A evolução da ciência também conduziu o processo da fase autonomista, à qual me referi linhas atrás, à sua fase instrumentalista, que tem em CÂNDIDO RANGEL DINAMARCO [16] seu maior expoente, colocando o processo na posição de instrumento de efetivação do direito material. Daí justificar-se a expressão que repeti mais de uma vez neste escrito, enxergando no processo um instrumento do direito material.

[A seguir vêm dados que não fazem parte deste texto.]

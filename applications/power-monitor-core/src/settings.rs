use serde::{Deserialize, Serialize};

use crate::tariff::{TierSchedule, VatRate};
use crate::thresholds::{RoomThresholds, ThresholdPair};

/// Every setting the dashboard can edit.
///
/// These are also the values callers fall back to when external input
/// cannot be parsed.
#[derive(Debug, Clone, PartialEq, Default, Serialize, Deserialize)]
pub struct Settings {
    #[serde(default)]
    pub thresholds: ThresholdPair,
    #[serde(default)]
    pub tiers: TierSchedule,
    #[serde(default)]
    pub vat: VatRate,
    #[serde(default)]
    pub room_thresholds: RoomThresholds,
    #[serde(default)]
    pub email: EmailSettings,
}

/// Outgoing alert mail configuration. The password is accepted on input but
/// never serialized.
#[derive(Debug, Clone, PartialEq, Eq, Serialize, Deserialize)]
pub struct EmailSettings {
    #[serde(default)]
    pub enabled: bool,
    #[serde(default)]
    pub recipient: String,
    #[serde(default = "default_smtp_server")]
    pub smtp_server: String,
    #[serde(default = "default_smtp_port")]
    pub smtp_port: u16,
    #[serde(default)]
    pub sender_email: String,
    #[serde(default, skip_serializing)]
    pub sender_password: String,
    #[serde(default = "default_cooldown_minutes")]
    pub cooldown_minutes: u32,
    #[serde(default = "default_daily_report_time")]
    pub daily_report_time: String,
}

fn default_smtp_server() -> String {
    "smtp.gmail.com".into()
}

fn default_smtp_port() -> u16 {
    587
}

fn default_cooldown_minutes() -> u32 {
    5
}

fn default_daily_report_time() -> String {
    "08:00".into()
}

impl Default for EmailSettings {
    fn default() -> Self {
        Self {
            enabled: false,
            recipient: String::new(),
            smtp_server: default_smtp_server(),
            smtp_port: default_smtp_port(),
            sender_email: String::new(),
            sender_password: String::new(),
            cooldown_minutes: default_cooldown_minutes(),
            daily_report_time: default_daily_report_time(),
        }
    }
}

impl EmailSettings {
    /// Both ends of the mail are known.
    pub fn is_configured(&self) -> bool {
        !self.recipient.trim().is_empty() && !self.sender_email.trim().is_empty()
    }

    pub fn has_password(&self) -> bool {
        !self.sender_password.is_empty()
    }

    pub fn cooldown_secs(&self) -> i64 {
        i64::from(self.cooldown_minutes) * 60
    }
}

#[cfg(test)]
mod tests {
    use super::*;

    #[test]
    fn test_defaults_match_fallback_values() {
        let settings = Settings::default();
        assert_eq!(settings.thresholds, ThresholdPair::new(500.0, 1000.0));
        assert_eq!(settings.vat.percent(), 8);
        assert_eq!(settings.tiers.limits.as_array(), [50, 100, 200, 300, 400]);
        assert_eq!(
            settings.tiers.prices,
            [1984.0, 2050.0, 2380.0, 2998.0, 3350.0, 3460.0]
        );
        assert!(settings.room_thresholds.is_empty());
        assert!(!settings.email.enabled);
        assert_eq!(settings.email.cooldown_secs(), 300);
    }

    #[test]
    fn test_password_is_never_serialized() {
        let email = EmailSettings {
            sender_password: "hunter2".into(),
            ..EmailSettings::default()
        };
        let json = serde_json::to_value(&email).unwrap();
        assert!(json.get("sender_password").is_none());
        assert!(email.has_password());
    }

    #[test]
    fn test_partial_settings_fill_defaults() {
        let json = r#"{"vat": 10, "thresholds": {"warning": 400, "critical": 900}}"#;
        let settings: Settings = serde_json::from_str(json).unwrap();
        assert_eq!(settings.vat.percent(), 10);
        assert_eq!(settings.thresholds.warning, 400.0);
        assert_eq!(settings.tiers, TierSchedule::default());
        assert_eq!(settings.email.smtp_port, 587);
    }
}
use crate::api::handlers::{dashboard, devices, email, health, readings, settings, tariff, AppState};
use axum::{
    extract::Request,
    routing::{get, post},
    Router,
};
use tower_http::trace::TraceLayer;
use tracing::Level;

pub fn create_router(state: AppState) -> Router {
    let public_routes = Router::new().route("/health", get(health::health));

    let api_routes = Router::new()
        .route("/api/v1/data", get(dashboard::get_data))
        .route("/api/v1/chart/power", get(dashboard::get_power_chart))
        .route("/api/v1/readings", post(readings::ingest))
        .route("/api/v1/device/toggle", post(devices::toggle))
        .route(
            "/api/v1/device/commands/drain",
            post(devices::drain_commands),
        )
        .route("/api/v1/settings/thresholds", post(settings::save_thresholds))
        .route("/api/v1/settings/tiers", post(settings::save_tiers))
        .route("/api/v1/settings/vat", post(settings::save_vat))
        .route(
            "/api/v1/settings/room-thresholds",
            get(settings::get_room_thresholds).post(settings::save_room_thresholds),
        )
        .route(
            "/api/v1/settings/email",
            get(settings::get_email).post(settings::save_email),
        )
        .route("/api/v1/email/test", post(email::send_test))
        .route("/api/v1/email/alert", post(email::send_alert))
        .route("/api/v1/tariff/quote", post(tariff::quote));

    Router::new()
        .merge(public_routes)
        .merge(api_routes)
        .with_state(state)
        .layer(tower_http::cors::CorsLayer::permissive())
        .layer(
            TraceLayer::new_for_http()
                .make_span_with(|request: &Request| {
                    tracing::span!(
                        Level::INFO,
                        "http_request",
                        method = %request.method(),
                        uri = %request.uri(),
                    )
                })
                .on_request(|_request: &Request, _span: &tracing::Span| {
                    tracing::event!(Level::DEBUG, "received request");
                })
                .on_response(
                    |response: &axum::response::Response,
                     latency: std::time::Duration,
                     _span: &tracing::Span| {
                        tracing::event!(
                            Level::INFO,
                            status = response.status().as_u16(),
                            latency = ?latency,
                            "request completed"
                        );
                    },
                )
                .on_failure(
                    |_error: tower_http::classify::ServerErrorsFailureClass,
                     _latency: std::time::Duration,
                     _span: &tracing::Span| {
                        tracing::event!(Level::ERROR, "request failed");
                    },
                ),
        )
}
use axum::{extract::State, Json};
use tracing::info;

use super::AppState;
use crate::{
    api::models::{PendingCommandsResponse, ToggleRequest, ToggleResponse},
    error::Result,
};

/// POST /api/v1/device/toggle
/// Queues a relay command for the bridge
pub async fn toggle(
    State(state): State<AppState>,
    Json(request): Json<ToggleRequest>,
) -> Result<Json<ToggleResponse>> {
    let slave_id = request.slave_id()?;
    let device = request.device()?;

    let states = state.commands.toggle(slave_id, device, request.state).await;
    info!(slave_id, device = ?device, state = request.state, "relay command queued");

    Ok(Json(ToggleResponse {
        success: true,
        states,
    }))
}

/// POST /api/v1/device/commands/drain
/// Hands pending commands to the bridge; each command is returned once
pub async fn drain_commands(State(state): State<AppState>) -> Json<PendingCommandsResponse> {
    let commands = state.commands.drain_pending().await;
    if !commands.is_empty() {
        info!(count = commands.len(), "relay commands drained");
    }

    Json(PendingCommandsResponse { commands })
}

A instrumentalidade pressupõe um processo que traga resultados e este objetivo se alcança com muito mais facilidade ao se simplificar o procedimento.
Desta forma, aquilo que antes era um "processo de execução de título executivo judicial" passou a ser o "cumprimento de sentença". Mais do que mera alteração na terminologia, arquitetou-se um sistema em que as atividades satisfativas referentes aos documentos hoje descritos no art. 475-N do CPC se dão sem intervalo, dentro da relação processual preexistente [17], na forma do art. 475-J: "Caso o devedor, condenado ao pagamento de quantia certa ou já fixada em liquidação, não o efetue no prazo de quinze dias, o montante da condenação será acrescido de multa no percentual de dez por cento e, a requerimento do credor e observado o disposto no art. 614, inciso II, desta Lei, expedir-se-á mandado de penhora e avaliação."
Com toda honestidade, ainda para aqueles que veem o cumprimento de sentença como ação ou processo autônomo, é irrecusável que a "transição" entre cognição e execução se tornou um caminho muito menos complexo.
Assim sendo, e numa visão mais prospectiva, é possível dizer-se que o processo atinge agora uma nova fase, chamada por GLAUCO GUMERATO RAMOS de utilitarista, na qual o processo caminha com mais velocidade à descomplicação de seu sistema. Em resumo: simples no manejo e útil nos seus resultados. [18]
Meu nobre colega de docência, processualista à frente de seu tempo, não estava enganado. Quatro anos depois de seu escrito, eis que surge o Anteprojeto do novo Código de Processo Civil, inspirado justamente na ideia de simplificação num documento legal mais claro e de fácil aplicação. Como se lê na exposição de motivos apresentada pelos autores de seu anteprojeto, "A simplificação do sistema, além de proporcionar-lhe coesão mais visível, permite ao juiz centrar sua atenção, de modo mais intenso, no mérito da causa."
Eis o Processo Civil do século XXI. Uma ciência madura, segura de sua autonomia, ciente de sua função instrumental e dotada de técnicas suficientes à consecução de seus objetivos em todas as suas etapas.